Data supplied:
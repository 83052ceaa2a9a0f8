//! Broker-level error types shared by the OpenID, profile, and transport layers.

// self
use crate::{
	_prelude::*,
	auth::{IdentifierError, SteamId},
	obs::Stage,
};

/// Broker-wide result type alias returning [`Error`] by default.
pub type Result<T, E = Error> = std::result::Result<T, E>;

type BoxError = Box<dyn std::error::Error + Send + Sync>;

/// Canonical broker error exposed by public APIs.
#[derive(Debug, ThisError)]
pub enum Error {
	/// Local configuration problem; raised before any network activity.
	#[error(transparent)]
	Config(#[from] ConfigError),
	/// Transport failure or non-success status on an upstream call.
	#[error(transparent)]
	Transport(#[from] TransportError),

	/// The assertion failed structural checks or Steam declined to confirm it.
	///
	/// The variant deliberately carries no detail so callers cannot tell a malformed
	/// assertion from one Steam refused.
	#[error("Authentication was not successful.")]
	AssertionRejected,
	/// The identity was verified but the profile lookup failed.
	#[error("Profile lookup failed for verified SteamID {steam_id}.")]
	ProfileResolution {
		/// SteamID confirmed by the re-verification round trip.
		steam_id: SteamId,
		/// Underlying lookup failure.
		#[source]
		source: ProfileError,
	},
}
impl Error {
	/// Returns true when the sign-in attempt did not authenticate a user.
	pub fn is_authentication_failure(&self) -> bool {
		matches!(self, Self::AssertionRejected | Self::Transport(_))
	}

	/// Returns true when an upstream call failed at the transport layer, including
	/// transport failures raised while resolving a profile.
	pub fn is_transport(&self) -> bool {
		matches!(
			self,
			Self::Transport(_)
				| Self::ProfileResolution { source: ProfileError::Transport(_), .. }
		)
	}

	/// SteamID that was verified before the failure, if any.
	pub fn verified_steam_id(&self) -> Option<&SteamId> {
		match self {
			Self::ProfileResolution { steam_id, .. } => Some(steam_id),
			_ => None,
		}
	}
}

/// Configuration and validation failures raised by the broker.
#[derive(Debug, ThisError)]
pub enum ConfigError {
	/// HTTP client could not be constructed.
	#[error("HTTP client could not be constructed.")]
	HttpClientBuild {
		/// Underlying transport builder failure.
		#[source]
		source: BoxError,
	},
	/// HTTP request construction failed.
	#[error(transparent)]
	HttpRequest(#[from] oauth2::http::Error),

	/// API key is empty or whitespace.
	#[error("Steam Web API key must not be empty.")]
	EmptyApiKey,
	/// Callback base URL is missing.
	#[error("Callback base URL is required.")]
	MissingCallbackUrl,
	/// Callback base URL cannot be parsed as an absolute URL.
	#[error("Callback base URL is invalid.")]
	InvalidCallbackUrl {
		/// Underlying parsing failure.
		#[source]
		source: url::ParseError,
	},
	/// Callback base URL parsed but cannot anchor a realm.
	///
	/// Stricter than parsing alone: the scheme must be `http` or `https` and the URL must not
	/// carry a query or fragment, so `return_to` always extends a clean origin.
	#[error("Callback base URL `{url}` is unsupported: {reason}.")]
	UnsupportedCallbackUrl {
		/// Offending URL.
		url: String,
		/// Why the URL was refused.
		reason: &'static str,
	},
	/// Endpoint override is not an HTTP(S) URL.
	#[error("The {endpoint} endpoint must use HTTP or HTTPS: {url}.")]
	InvalidEndpoint {
		/// Which endpoint failed validation.
		endpoint: &'static str,
		/// Endpoint URL that failed validation.
		url: String,
	},
	/// Built-in endpoint constant failed to parse.
	#[error("Default {endpoint} endpoint is invalid.")]
	DefaultEndpoint {
		/// Which endpoint failed to parse.
		endpoint: &'static str,
		/// Underlying parsing failure.
		#[source]
		source: url::ParseError,
	},
	/// Provider identifier failed validation.
	#[error("Provider identifier is invalid.")]
	InvalidProviderId(#[from] IdentifierError),
}
impl ConfigError {
	/// Wraps a transport's builder failure inside [`ConfigError`].
	pub fn http_client_build(src: impl 'static + Send + Sync + std::error::Error) -> Self {
		Self::HttpClientBuild { source: Box::new(src) }
	}
}
#[cfg(feature = "reqwest")]
impl From<ReqwestError> for ConfigError {
	fn from(e: ReqwestError) -> Self {
		Self::http_client_build(e)
	}
}

/// Transport-level failures (network, IO, upstream status).
#[derive(Debug, ThisError)]
pub enum TransportError {
	/// Underlying HTTP client reported a network failure.
	#[error("Network error occurred during the {stage} stage.")]
	Network {
		/// Stage that issued the request.
		stage: Stage,
		/// Transport-specific network error.
		#[source]
		source: BoxError,
	},
	/// Underlying IO failure surfaced during transport.
	#[error("I/O error occurred while calling Steam.")]
	Io(#[from] std::io::Error),
	/// Request timed out inside the caller-configured transport.
	#[error("Request timed out during the {stage} stage.")]
	Timeout {
		/// Stage that issued the request.
		stage: Stage,
	},
	/// Upstream answered with a non-success status.
	#[error("Steam returned HTTP {status} during the {stage} stage.")]
	Status {
		/// Stage that issued the request.
		stage: Stage,
		/// HTTP status code.
		status: u16,
		/// Retry-After hint from upstream, if supplied.
		retry_after: Option<Duration>,
	},
	/// Transport reported a failure it could not classify.
	#[error("HTTP client error occurred during the {stage} stage: {message}.")]
	Other {
		/// Stage that issued the request.
		stage: Stage,
		/// Transport-supplied message.
		message: String,
	},
}
impl TransportError {
	/// Wraps a transport-specific network error.
	pub fn network(stage: Stage, src: impl 'static + Send + Sync + std::error::Error) -> Self {
		Self::Network { stage, source: Box::new(src) }
	}

	/// HTTP status attached to the failure, when available.
	pub fn status(&self) -> Option<u16> {
		match self {
			Self::Status { status, .. } => Some(*status),
			_ => None,
		}
	}
}

/// Failures raised while resolving a verified SteamID into a profile.
#[derive(Debug, ThisError)]
pub enum ProfileError {
	/// The lookup succeeded but returned no record for the SteamID.
	#[error("Profile not found.")]
	NotFound,
	/// The lookup returned a body that is not a player summary envelope.
	#[error("Player summary response is malformed.")]
	Malformed {
		/// Structured parsing failure.
		#[source]
		source: serde_path_to_error::Error<serde_json::Error>,
	},
	/// The lookup failed at the transport layer.
	#[error(transparent)]
	Transport(#[from] TransportError),
}

#[cfg(test)]
mod tests {
	// self
	use super::*;

	#[test]
	fn rejection_display_leaks_nothing() {
		assert_eq!(Error::AssertionRejected.to_string(), "Authentication was not successful.");
	}

	#[test]
	fn profile_resolution_keeps_verified_identifier() {
		let steam_id =
			SteamId::new("76561197960287930").expect("SteamID fixture should be valid.");
		let err =
			Error::ProfileResolution { steam_id: steam_id.clone(), source: ProfileError::NotFound };

		assert_eq!(err.verified_steam_id(), Some(&steam_id));
		assert!(!err.is_authentication_failure());
		assert!(!err.is_transport());

		let err = Error::ProfileResolution {
			steam_id,
			source: ProfileError::Transport(TransportError::Status {
				stage: Stage::Profile,
				status: 503,
				retry_after: None,
			}),
		};

		assert!(err.is_transport());
	}

	#[test]
	fn transport_status_is_reported() {
		let err: Error =
			TransportError::Status { stage: Stage::Verification, status: 500, retry_after: None }
				.into();

		assert!(err.is_authentication_failure());
		assert!(err.is_transport());
		assert_eq!(err.to_string(), "Steam returned HTTP 500 during the verification stage.");
	}
}
// self
use crate::{_prelude::*, obs::Stage};

/// Type alias that resolves to an instrumented future when tracing is enabled.
#[cfg(feature = "tracing")]
pub type InstrumentedStage<F> = tracing::instrument::Instrumented<F>;
/// Passthrough future type when tracing is disabled.
#[cfg(not(feature = "tracing"))]
pub type InstrumentedStage<F> = F;

/// A span builder used by sign-in stages.
#[derive(Clone, Debug)]
pub struct StageSpan {
	#[cfg(feature = "tracing")]
	span: tracing::Span,
}
impl StageSpan {
	/// Creates a new span tagged with the provided stage + step.
	pub fn new(stage: Stage, step: &'static str) -> Self {
		#[cfg(feature = "tracing")]
		{
			let span =
				tracing::info_span!("steam_openid_broker.stage", stage = stage.as_str(), step);

			Self { span }
		}
		#[cfg(not(feature = "tracing"))]
		{
			let _ = (stage, step);

			Self {}
		}
	}

	/// Enters the span for synchronous sections.
	pub fn entered(self) -> StageSpanGuard {
		#[cfg(feature = "tracing")]
		{
			StageSpanGuard { guard: self.span.entered() }
		}
		#[cfg(not(feature = "tracing"))]
		{
			let _ = self;

			StageSpanGuard {}
		}
	}

	/// Instruments an async block without holding a guard across `.await` points.
	pub fn instrument<Fut>(&self, fut: Fut) -> InstrumentedStage<Fut>
	where
		Fut: Future,
	{
		#[cfg(feature = "tracing")]
		{
			use tracing::Instrument;

			fut.instrument(self.span.clone())
		}
		#[cfg(not(feature = "tracing"))]
		{
			fut
		}
	}
}

/// RAII guard returned by [`StageSpan::entered`].
pub struct StageSpanGuard {
	#[cfg(feature = "tracing")]
	#[allow(dead_code)]
	guard: tracing::span::EnteredSpan,
}
impl Debug for StageSpanGuard {
	fn fmt(&self, f: &mut Formatter) -> FmtResult {
		f.write_str("StageSpanGuard(..)")
	}
}

/// Emits a debug event naming why an assertion was rejected.
///
/// The reason stays in logs only; callers see a bare rejection.
pub fn log_rejection(reason: &'static str) {
	#[cfg(feature = "tracing")]
	{
		tracing::debug!(reason, "Assertion rejected.");
	}
	#[cfg(not(feature = "tracing"))]
	{
		let _ = reason;
	}
}

/// Emits a warning when a verified sign-in falls back to a minimal profile.
pub fn log_degraded_profile(steam_id: &str, error: &dyn StdError) {
	#[cfg(feature = "tracing")]
	{
		tracing::warn!(
			steam_id,
			error = %error,
			"Profile lookup failed; issuing a minimal profile."
		);
	}
	#[cfg(not(feature = "tracing"))]
	{
		let _ = (steam_id, error);
	}
}

#[cfg(test)]
mod tests {
	// self
	use super::*;

	#[test]
	fn stage_span_guard_exists_in_every_build() {
		let _guard = StageSpan::new(Stage::Authorization, "test").entered();
	}

	#[tokio::test]
	async fn instrument_wraps_future() {
		let span = StageSpan::new(Stage::Verification, "instrument_wraps_future");
		let value = span.instrument(async { 42 }).await;

		assert_eq!(value, 42);
	}
}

Action item: Only the lines from the start of the listing through the line with "failure, if any." should be repeated, each exactly as it stands.

Reply:
repository 83052ceaa2a9a0f8
//! Broker-level error types shared by the OpenID, profile, and transport layers.

// self
use crate::{
	_prelude::*,
	auth::{IdentifierError, SteamId},
	obs::Stage,
};

/// Broker-wide result type alias returning [`Error`] by default.
pub type Result<T, E = Error> = std::result::Result<T, E>;

type BoxError = Box<dyn std::error::Error + Send + Sync>;

/// Canonical broker error exposed by public APIs.
#[derive(Debug, ThisError)]
pub enum Error {
	/// Local configuration problem; raised before any network activity.
	#[error(transparent)]
	Config(#[from] ConfigError),
	/// Transport failure or non-success status on an upstream call.
	#[error(transparent)]
	Transport(#[from] TransportError),

	/// The assertion failed structural checks or Steam declined to confirm it.
	///
	/// The variant deliberately carries no detail so callers cannot tell a malformed
	/// assertion from one Steam refused.
	#[error("Authentication was not successful.")]
	AssertionRejected,
	/// The identity was verified but the profile lookup failed.
	#[error("Profile lookup failed for verified SteamID {steam_id}.")]
	ProfileResolution {
		/// SteamID confirmed by the re-verification round trip.
		steam_id: SteamId,
		/// Underlying lookup failure.
		#[source]
		source: ProfileError,
	},
}
impl Error {
	/// Returns true when the sign-in attempt did not authenticate a user.
	pub fn is_authentication_failure(&self) -> bool {
		matches!(self, Self::AssertionRejected | Self::Transport(_))
	}

	/// Returns true when an upstream call failed at the transport layer, including
	/// transport failures raised while resolving a profile.
	pub fn is_transport(&self) -> bool {
		matches!(
			self,
			Self::Transport(_)
				| Self::ProfileResolution { source: ProfileError::Transport(_), .. }
		)
	}

	/// SteamID that was verified before the failure, if any.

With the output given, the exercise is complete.